By Dan Kidder
Managing Editor

Anyone who owns the Ruger Mark I, II or III knows that it is an amazingly accurate precision machine. My Mark III is my favorite gun to shoot and hundreds of thousands of rounds of inexpensive .22 LR ammo have been launched down its barrel. It is also my least favorite gun to clean. The complex disassembly process makes it so that even shooters with years of experience have been frustrated taking it apart and putting it back together.

Ruger has heard these complaints and redesigned the gun for 2017 as the Mark IV, with simple, single-button disassembly. A push of the button under the slide allows the entire upper receiver and barrel to be tilted upward and removed from the frame.

Not only did they simplify the process, Ruger has made it as simple as it can possibly get.

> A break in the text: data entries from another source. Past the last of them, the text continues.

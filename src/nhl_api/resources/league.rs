use crate::error::AppError;
use crate::nhl_api::params::{ApiDate, Language};
use crate::nhl_api::session::{Endpoint, NhlSession};
use crate::nhl_api::transport::Transport;
use serde_json::Value;

/// League-wide endpoints: schedule calendar, seasons, standings and the
/// stats API's team, game and glossary listings.
#[derive(Debug)]
pub struct League<'a, T: Transport> {
    session: &'a NhlSession<T>,
}

impl<T: Transport> Clone for League<'_, T> {
    fn clone(&self) -> Self {
        *self
    }
}

impl<T: Transport> Copy for League<'_, T> {}

impl<'a, T: Transport> League<'a, T> {
    pub fn new(session: &'a NhlSession<T>) -> Self {
        Self { session }
    }

    /// Schedule calendar for a date in `YYYY-MM-DD` form, no earlier than 1916-12-19.
    ///
    /// The response lists the teams active on that date along with the
    /// surrounding schedule window (`startDate`, `endDate`, `nextStartDate`).
    pub fn get_schedule_calendar(&self, date: &str) -> Result<Value, AppError> {
        let date = ApiDate::schedule_calendar(date)?;
        self.session
            .get_json(&Endpoint::new(format!("/v1/schedule-calendar/{date}")))
    }

    /// Every season id past and present, e.g. `[19171918, ..., 20242025]`.
    pub fn list_season_ids(&self) -> Result<Value, AppError> {
        self.session.get_json(&Endpoint::new("/v1/season"))
    }

    /// Standings as of now, as of `date`, or (with `season_info`) the
    /// per-season standings metadata. `season_info` wins over `date`.
    pub fn get_standings(&self, date: Option<&str>, season_info: bool) -> Result<Value, AppError> {
        let endpoint = standings_endpoint(date, season_info)?;
        self.session.get_json(&endpoint)
    }

    /// All teams from the stats API as `{ "data": [...], "total": n }`.
    pub fn list_team_info(&self, lang: Language) -> Result<Value, AppError> {
        self.session
            .get_json(&Endpoint::stats(format!("/{}/team", lang.code())))
    }

    /// Every completed game across all seasons. The response is large.
    pub fn list_games(&self, lang: Language) -> Result<Value, AppError> {
        self.session
            .get_json(&Endpoint::stats(format!("/{}/game", lang.code())))
    }

    pub fn get_glossary(&self, lang: Language) -> Result<Value, AppError> {
        self.session
            .get_json(&Endpoint::stats(format!("/{}/glossary", lang.code())))
    }
}

pub(crate) fn standings_endpoint(date: Option<&str>, season_info: bool) -> Result<Endpoint, AppError> {
    if season_info {
        return Ok(Endpoint::new("/v1/standings-season"));
    }
    match date {
        Some(date) => {
            let date = ApiDate::parse(date)?;
            Ok(Endpoint::new(format!("/v1/standings/{date}")))
        }
        None => Ok(Endpoint::new("/v1/standings/now")),
    }
}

In addition to the easier cleaning, they have made some modifications to the contouring around the ejector port and slide. Two machined depressions in front of the slide, make it easier to grip, especially with gloves. The machining around the chamber removes sharp edges that made it difficult to get a cleaning patch into, on the previous models. I have a cleaning brush with a plastic handle that has several deep cuts from cleaning the chamber on my Mark III. This bevel also provides more reliable ejection of spent cases.

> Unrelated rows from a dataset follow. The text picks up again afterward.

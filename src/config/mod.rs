use crate::constants::{self, env_vars};
use crate::error::AppError;
use serde::{Deserialize, Serialize};
use std::fs;
use std::path::{Path, PathBuf};

pub mod paths;
pub mod validation;

use paths::{get_config_path, get_log_dir_path};
use validation::validate_config;

/// Configuration structure for the application.
/// Handles loading, saving, and managing application settings.
#[derive(Debug, Serialize, Deserialize, Clone, PartialEq)]
pub struct Config {
    /// Origin of the NHL web API
    #[serde(default = "default_base_url")]
    pub default_base_url: String,
    /// Origin of the NHL stats REST API
    #[serde(default = "stats_base_url")]
    pub stats_base_url: String,
    /// HTTP timeout in seconds for API requests. Defaults to 30 seconds if not specified.
    #[serde(default = "default_http_timeout")]
    pub http_timeout_seconds: u64,
    /// Total time budget for retrying one request after connection failures
    #[serde(default = "default_retry_budget")]
    pub retry_max_elapsed_seconds: u64,
    /// Root directory for downloaded data files
    #[serde(default = "default_data_dir")]
    pub data_dir: PathBuf,
    /// Path to the log file. If not specified, logs will be written to a default location.
    #[serde(default, skip_serializing_if = "Option::is_none")]
    pub log_file_path: Option<String>,
    /// Bucket receiving uploaded data files. Only ever read from the environment.
    #[serde(skip)]
    pub s3_bucket: Option<String>,
    /// Key prefix for uploaded data files
    #[serde(default, skip_serializing_if = "Option::is_none")]
    pub s3_prefix: Option<String>,
    /// Log every outbound request at info level
    #[serde(skip)]
    pub verbose: bool,
}

fn default_base_url() -> String {
    constants::api::DEFAULT_BASE_URL.to_string()
}

fn stats_base_url() -> String {
    constants::api::STATS_BASE_URL.to_string()
}

fn default_http_timeout() -> u64 {
    constants::DEFAULT_HTTP_TIMEOUT_SECONDS
}

fn default_retry_budget() -> u64 {
    constants::retry::MAX_ELAPSED_SECONDS
}

fn default_data_dir() -> PathBuf {
    PathBuf::from(constants::moneypuck::DEFAULT_DATA_DIR)
}

impl Default for Config {
    fn default() -> Self {
        Config {
            default_base_url: default_base_url(),
            stats_base_url: stats_base_url(),
            http_timeout_seconds: default_http_timeout(),
            retry_max_elapsed_seconds: default_retry_budget(),
            data_dir: default_data_dir(),
            log_file_path: None,
            s3_bucket: None,
            s3_prefix: None,
            verbose: false,
        }
    }
}

impl Config {
    /// Loads configuration from the default config file location, falling
    /// back to defaults when no file exists. Environment variables override
    /// file values.
    ///
    /// # Environment Variables
    /// - `NHL_DATA_DEFAULT_BASE_URL` / `NHL_DATA_STATS_BASE_URL` - Override API origins
    /// - `NHL_DATA_HTTP_TIMEOUT` - Override HTTP timeout in seconds (default: 30)
    /// - `NHL_DATA_DIR` - Override data directory
    /// - `NHL_DATA_LOG_FILE` - Override log file path
    /// - `S3_BUCKET_NAME` / `S3_PREFIX` - Upload destination
    pub fn load() -> Result<Self, AppError> {
        let config_path = get_config_path();

        let mut config = if Path::new(&config_path).exists() {
            Self::load_from_path(&config_path)?
        } else {
            Config::default()
        };

        config.apply_env_overrides();
        config.validate()?;

        Ok(config)
    }

    /// Applies environment variable overrides on top of the current values.
    pub fn apply_env_overrides(&mut self) {
        if let Ok(url) = std::env::var(env_vars::DEFAULT_BASE_URL) {
            self.default_base_url = url;
        }

        if let Ok(url) = std::env::var(env_vars::STATS_BASE_URL) {
            self.stats_base_url = url;
        }

        if let Some(timeout) = std::env::var(env_vars::HTTP_TIMEOUT)
            .ok()
            .and_then(|s| s.parse::<u64>().ok())
        {
            self.http_timeout_seconds = timeout;
        }

        if let Ok(dir) = std::env::var(env_vars::DATA_DIR) {
            self.data_dir = PathBuf::from(dir);
        }

        if let Ok(log_file_path) = std::env::var(env_vars::LOG_FILE) {
            self.log_file_path = Some(log_file_path);
        }

        if let Ok(bucket) = std::env::var(env_vars::S3_BUCKET_NAME) {
            self.s3_bucket = Some(bucket);
        }

        if let Ok(prefix) = std::env::var(env_vars::S3_PREFIX) {
            self.s3_prefix = Some(prefix);
        }
    }

    /// Validates the configuration settings
    pub fn validate(&self) -> Result<(), AppError> {
        validate_config(self)
    }

    /// Saves current configuration to the default config file location.
    pub fn save(&self) -> Result<(), AppError> {
        self.save_to_path(&get_config_path())
    }

    /// Returns the platform-specific path for the config file.
    pub fn get_config_path() -> String {
        paths::get_config_path()
    }

    /// Returns the platform-specific path for the log directory.
    pub fn get_log_dir_path() -> String {
        paths::get_log_dir_path()
    }

    /// Bucket for uploads, required by the upload planner.
    pub fn require_bucket(&self) -> Result<&str, AppError> {
        self.s3_bucket.as_deref().ok_or_else(|| {
            AppError::config_error(format!(
                "{} is not set; export it to plan uploads",
                env_vars::S3_BUCKET_NAME
            ))
        })
    }

    /// Displays current configuration settings to stdout.
    pub fn display(&self) {
        let config_path = get_config_path();
        let log_dir = get_log_dir_path();

        println!("\nCurrent Configuration");
        println!("────────────────────────────────────");
        println!("Config Location:");
        if Path::new(&config_path).exists() {
            println!("{config_path}");
        } else {
            println!("{config_path} (not created, using defaults)");
        }
        println!("────────────────────────────────────");
        println!("API Origins:");
        println!("default: {}", self.default_base_url);
        println!("stats:   {}", self.stats_base_url);
        println!("────────────────────────────────────");
        println!("HTTP Timeout:");
        println!(
            "{} seconds (retry budget {} seconds)",
            self.http_timeout_seconds, self.retry_max_elapsed_seconds
        );
        println!("────────────────────────────────────");
        println!("Data Directory:");
        println!("{}", self.data_dir.display());
        println!("────────────────────────────────────");
        println!("Upload Bucket:");
        println!("{}", self.s3_bucket.as_deref().unwrap_or("(unset)"));
        println!("────────────────────────────────────");
        println!("Log File Location:");
        if let Some(custom_path) = &self.log_file_path {
            println!("{custom_path}");
        } else {
            println!("{log_dir}/nhl_data.log");
            println!("(Default location)");
        }
    }

    /// Saves configuration to a custom file path, creating the parent
    /// directory if needed.
    ///
    /// # Errors
    /// * `AppError::Config` - If the provided path has no parent directory
    /// * `AppError::Io` - If there's an I/O error creating directories or writing the file
    /// * `AppError::TomlSerialize` - If there's an error serializing the configuration
    pub fn save_to_path(&self, path: &str) -> Result<(), AppError> {
        let config_dir = Path::new(path).parent().ok_or_else(|| {
            AppError::config_error(format!("Path '{path}' has no parent directory"))
        })?;

        if !config_dir.as_os_str().is_empty() && !config_dir.exists() {
            fs::create_dir_all(config_dir)?;
        }
        let content = toml::to_string_pretty(self)?;
        fs::write(path, content)?;
        Ok(())
    }

    /// Loads configuration from a custom file path.
    pub fn load_from_path(path: &str) -> Result<Self, AppError> {
        let content = fs::read_to_string(path)?;
        let config: Config = toml::from_str(&content)?;
        Ok(config)
    }
}

#[cfg(test)]
mod tests {
    use super::*;
    use serial_test::serial;
    use tempfile::tempdir;

    #[test]
    fn test_config_load_existing_file() {
        let temp_dir = tempdir().unwrap();
        let config_path = temp_dir.path().join("config.toml");
        let config_path_str = config_path.to_string_lossy();

        let config_content = r#"
default_base_url = "http://localhost:8080"
log_file_path = "/custom/log/path"
http_timeout_seconds = 10
"#;
        std::fs::write(&config_path, config_content).unwrap();

        let config = Config::load_from_path(&config_path_str).unwrap();

        assert_eq!(config.default_base_url, "http://localhost:8080");
        assert_eq!(config.stats_base_url, constants::api::STATS_BASE_URL);
        assert_eq!(config.log_file_path, Some("/custom/log/path".to_string()));
        assert_eq!(config.http_timeout_seconds, 10);
        assert_eq!(config.retry_max_elapsed_seconds, 15);
    }

    #[test]
    fn test_config_empty_file_uses_defaults() {
        let temp_dir = tempdir().unwrap();
        let config_path = temp_dir.path().join("config.toml");
        std::fs::write(&config_path, "").unwrap();

        let config = Config::load_from_path(&config_path.to_string_lossy()).unwrap();
        assert_eq!(config, Config::default());
    }

    #[test]
    fn test_config_save_creates_directory_and_roundtrips() {
        let temp_dir = tempdir().unwrap();
        let config_dir = temp_dir.path().join("nhl_data");
        let config_path = config_dir.join("config.toml");
        let config_path_str = config_path.to_string_lossy();
        let original = Config {
            data_dir: PathBuf::from("/srv/moneypuck"),
            log_file_path: Some("/custom/log/path".to_string()),
            s3_prefix: Some("nhl-data/".to_string()),
            ..Config::default()
        };

        original.save_to_path(&config_path_str).unwrap();
        assert!(config_dir.exists());

        let content = std::fs::read_to_string(&config_path).unwrap();
        assert!(content.contains("default_base_url"));
        assert!(!content.contains("verbose"));

        let loaded = Config::load_from_path(&config_path_str).unwrap();
        assert_eq!(loaded, original);
    }

    #[test]
    #[serial]
    fn test_env_overrides() {
        unsafe {
            std::env::set_var(env_vars::DEFAULT_BASE_URL, "http://127.0.0.1:9999");
            std::env::set_var(env_vars::HTTP_TIMEOUT, "5");
            std::env::set_var(env_vars::S3_BUCKET_NAME, "nhl-bucket");
        }

        let mut config = Config::default();
        config.apply_env_overrides();

        unsafe {
            std::env::remove_var(env_vars::DEFAULT_BASE_URL);
            std::env::remove_var(env_vars::HTTP_TIMEOUT);
            std::env::remove_var(env_vars::S3_BUCKET_NAME);
        }

        assert_eq!(config.default_base_url, "http://127.0.0.1:9999");
        assert_eq!(config.http_timeout_seconds, 5);
        assert_eq!(config.require_bucket().unwrap(), "nhl-bucket");
    }

    #[test]
    #[serial]
    fn test_invalid_timeout_env_is_ignored() {
        unsafe {
            std::env::set_var(env_vars::HTTP_TIMEOUT, "soon");
        }
        let mut config = Config::default();
        config.apply_env_overrides();
        unsafe {
            std::env::remove_var(env_vars::HTTP_TIMEOUT);
        }
        assert_eq!(config.http_timeout_seconds, constants::DEFAULT_HTTP_TIMEOUT_SECONDS);
    }

    #[test]
    fn test_missing_bucket_is_config_error() {
        let config = Config::default();
        assert!(matches!(config.require_bucket(), Err(AppError::Config(_))));
    }
}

Our test model is the Hunter with a fluted bull barrel for improved accuracy and less weight. It features fully adjustable rear sights with simple screw heads for windage and elevation adjustments. The front sight comes with three different colored fiber optic inserts and a holder and removal tool to keep them organized and quickly push out the insert from the sight. The Mark IV is also tapped for a mounting rail to allow the use of scopes and optics.

Our model also features the Target Laminate wood grips. For shooters with beefier mitts, this contoured wood grip is the bomb diggity. The shape of the grip perfectly aligns my fingers for easy access to the controls while directing the barrel alignment in a straight line with my arm.  It also keeps my fingers from errantly wandering toward the oversized magazine release.

The redesign also includes a magazine ejection assist at the bottom of the magazine well, to help the lightweight magazines more easily drop free, by pushing them out when you hit the release, making for faster magazine changes. This feature became a little bit of a problem with one of the two included magazines; a faulty magazine that wanted to disengage during firing and would be flung out of the bottom of the gun while shooting. A quick call to the awesome Ruger Customer Service people and a new mag is winging its way to the Sportsman’s News office. Additionally, the Mark IV is compatible with standard Mark III magazines.

Every interaction I have ever had with Ruger’s Customer Service team has shown me that they definitely know how to take good care of their customers and stand behind their products.

The only downside I could find on this pistol is the ambidextrous safety. It just feels a bit sluggish and stiff to operate and could definitely use a ball detent to let you know that it has been flipped with a positive click.

Internal modifications to the hammer, bolt, firing pin and sear have improved reliability and other than the issues with the defective magazine, we had zero malfunctions running several hundred rounds of various rimfire ammo through the gun.

The accuracy however, is unparalleled. While the trend in the rimfire world has been to scale down full-sized versions of a company’s larger caliber pistols and replace most of the parts with cheap plastic and weak springs that leave you feeling like you are shooting a cheap airsoft gun, the Ruger Mark IV feels like a precision target pistol. It is solid and substantial. And, it is a tack-driving son of a gun. I was easily able to split playing cards on edge from 15 feet away with this pistol. The weight, balance, precision engineering and manufacturing, sights, grip and smooth trigger all worked together in finely tuned synchronicity to produce amazingly tight groups and pinpoint control.

The trigger is clean and crisp with a very positive reset and imperceptible creep and breaks at right around 4.5 pounds; just enough to be safe, but light enough to have minimal effect on accuracy.

The stainless-steel body, with traditional deep wood and fine lines, make it functional for all kinds of environments, as well as attractive.

All told, the Ruger Mark IV is a fitting extension of the familiar rimfire series of pistols with a familiar feel, look, and manual of operation, minus the difficult field stripping procedure. The fine details are evidence of the continuation of the gun making craft at Ruger and would be a great addition for those looking to add to their training, plinking, and small game hunting collection. It is a fine shooting American made pistol, as well as an attractive example of the gun-maker’s art.